**What needs to be done:**
Restate each record exactly as it was written.

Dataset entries
┄┄┄┄┄┄┄┄┄┄
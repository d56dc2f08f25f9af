//! Method weight table

use crate::error::ResolveError;
use pnl_model::{Confidence, ExtractionMethod};
use std::collections::HashMap;

/// Reliability ceiling per extraction method
///
/// Methods without an explicit entry fall back to their built-in weight.
#[derive(Debug, Clone, Default, PartialEq)]
pub struct MethodWeights {
    overrides: HashMap<ExtractionMethod, Confidence>,
}

impl MethodWeights {
    /// Table with built-in weights only
    #[inline]
    #[must_use]
    pub fn new() -> Self {
        Self::default()
    }

    /// Override one method's weight
    #[inline]
    #[must_use]
    pub fn with_weight(mut self, method: ExtractionMethod, weight: Confidence) -> Self {
        self.overrides.insert(method, weight);
        self
    }

    /// Override from a raw score, validating it
    pub fn try_with_weight(self, method: ExtractionMethod, weight: f64) -> Result<Self, ResolveError> {
        let weight = Confidence::new(weight).map_err(|_| ResolveError::InvalidWeight {
            method: method.to_string(),
            value: weight,
        })?;
        Ok(self.with_weight(method, weight))
    }

    /// Effective weight of a method
    #[inline]
    #[must_use]
    pub fn weight(&self, method: ExtractionMethod) -> Confidence {
        self.overrides
            .get(&method)
            .copied()
            .unwrap_or_else(|| method.default_weight())
    }

    /// Confidence an observation is credited with: its own score, capped at its method's weight
    ///
    /// A reading reported below its method's weight competes at that lower
    /// score, so it can lose to a lower-tier method at full weight.
    #[inline]
    #[must_use]
    pub fn effective(&self, method: ExtractionMethod, reported: Confidence) -> Confidence {
        let ceiling = self.weight(method);
        if reported < ceiling {
            reported
        } else {
            ceiling
        }
    }

    /// All methods with their effective weights
    #[must_use]
    pub fn table(&self) -> Vec<(ExtractionMethod, Confidence)> {
        ExtractionMethod::ALL
            .into_iter()
            .map(|m| (m, self.weight(m)))
            .collect()
    }
}

#[cfg(test)]
mod tests {
    use super::*;

    #[test]
    fn defaults_match_method_table() {
        let w = MethodWeights::new();
        assert!((w.weight(ExtractionMethod::AiVision).value() - 0.85).abs() < f64::EPSILON);
        assert!((w.weight(ExtractionMethod::Manual).value() - 0.70).abs() < f64::EPSILON);
        assert!((w.weight(ExtractionMethod::TextOcr).value() - 0.60).abs() < f64::EPSILON);
    }

    #[test]
    fn override_replaces_single_method() {
        let w = MethodWeights::new().try_with_weight(ExtractionMethod::Manual, 0.95).unwrap();
        assert!((w.weight(ExtractionMethod::Manual).value() - 0.95).abs() < f64::EPSILON);
        assert_eq!(
            w.weight(ExtractionMethod::AiVision),
            ExtractionMethod::AiVision.default_weight()
        );
    }

    #[test]
    fn override_rejects_out_of_range() {
        assert!(matches!(
            MethodWeights::new().try_with_weight(ExtractionMethod::TextOcr, 1.2),
            Err(ResolveError::InvalidWeight { .. })
        ));
    }

    #[test]
    fn reported_confidence_is_capped() {
        let w = MethodWeights::new();
        let high = Confidence::new(0.99).unwrap();
        let low = Confidence::new(0.40).unwrap();
        assert_eq!(w.effective(ExtractionMethod::TextOcr, high), w.weight(ExtractionMethod::TextOcr));
        assert_eq!(w.effective(ExtractionMethod::AiVision, low), low);
    }
}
┄┄┄┄┄┄┄┄┄┄
**Exercise output:**
repository d56dc2f08f25f9af
//! Method weight table

use crate::error::ResolveError;
use pnl_model::{Confidence, ExtractionMethod};
use std::collections::HashMap;

/// Reliability ceiling per extraction method
///
/// Methods without an explicit entry fall back to their built-in weight.
#[derive(Debug, Clone, Default, PartialEq)]
pub struct MethodWeights {
    overrides: HashMap<ExtractionMethod, Confidence>,
}

impl MethodWeights {
    /// Table with built-in weights only
    #[inline]
    #[must_use]
    pub fn new() -> Self {
        Self::default()
    }

    /// Override one method's weight
    #[inline]
    #[must_use]
    pub fn with_weight(mut self, method: ExtractionMethod, weight: Confidence) -> Self {
        self.overrides.insert(method, weight);
        self
    }

    /// Override from a raw score, validating it
    pub fn try_with_weight(self, method: ExtractionMethod, weight: f64) -> Result<Self, ResolveError> {
        let weight = Confidence::new(weight).map_err(|_| ResolveError::InvalidWeight {
            method: method.to_string(),
            value: weight,
        })?;
        Ok(self.with_weight(method, weight))
    }

    /// Effective weight of a method
    #[inline]
    #[must_use]
    pub fn weight(&self, method: ExtractionMethod) -> Confidence {
        self.overrides
            .get(&method)
            .copied()
            .unwrap_or_else(|| method.default_weight())
    }

    /// Confidence an observation is credited with: its own score, capped at its method's weight
    ///
    /// A reading reported below its method's weight competes at that lower
    /// score, so it can lose to a lower-tier method at full weight.
    #[inline]
    #[must_use]
    pub fn effective(&self, method: ExtractionMethod, reported: Confidence) -> Confidence {
        let ceiling = self.weight(method);
        if reported < ceiling {
            reported
        } else {
            ceiling
        }
    }

    /// All methods with their effective weights
    #[must_use]
    pub fn table(&self) -> Vec<(ExtractionMethod, Confidence)> {
        ExtractionMethod::ALL
            .into_iter()
            .map(|m| (m, self.weight(m)))
            .collect()
    }
}

#[cfg(test)]
mod tests {
    use super::*;

    #[test]
    fn defaults_match_method_table() {
        let w = MethodWeights::new();
        assert!((w.weight(ExtractionMethod::AiVision).value() - 0.85).abs() < f64::EPSILON);
        assert!((w.weight(ExtractionMethod::Manual).value() - 0.70).abs() < f64::EPSILON);
        assert!((w.weight(ExtractionMethod::TextOcr).value() - 0.60).abs() < f64::EPSILON);
    }

    #[test]
    fn override_replaces_single_method() {
        let w = MethodWeights::new().try_with_weight(ExtractionMethod::Manual, 0.95).unwrap();
        assert!((w.weight(ExtractionMethod::Manual).value() - 0.95).abs() < f64::EPSILON);
        assert_eq!(
            w.weight(ExtractionMethod::AiVision),
            ExtractionMethod::AiVision.default_weight()
        );
    }

    #[test]
    fn override_rejects_out_of_range() {
        assert!(matches!(
            MethodWeights::new().try_with_weight(ExtractionMethod::TextOcr, 1.2),
            Err(ResolveError::InvalidWeight { .. })
        ));
    }

    #[test]
    fn reported_confidence_is_capped() {
        let w = MethodWeights::new();
        let high = Confidence::new(0.99).unwrap();
        let low = Confidence::new(0.40).unwrap();
        assert_eq!(w.effective(ExtractionMethod::TextOcr, high), w.weight(ExtractionMethod::TextOcr));
        assert_eq!(w.effective(ExtractionMethod::AiVision, low), low);
    }
}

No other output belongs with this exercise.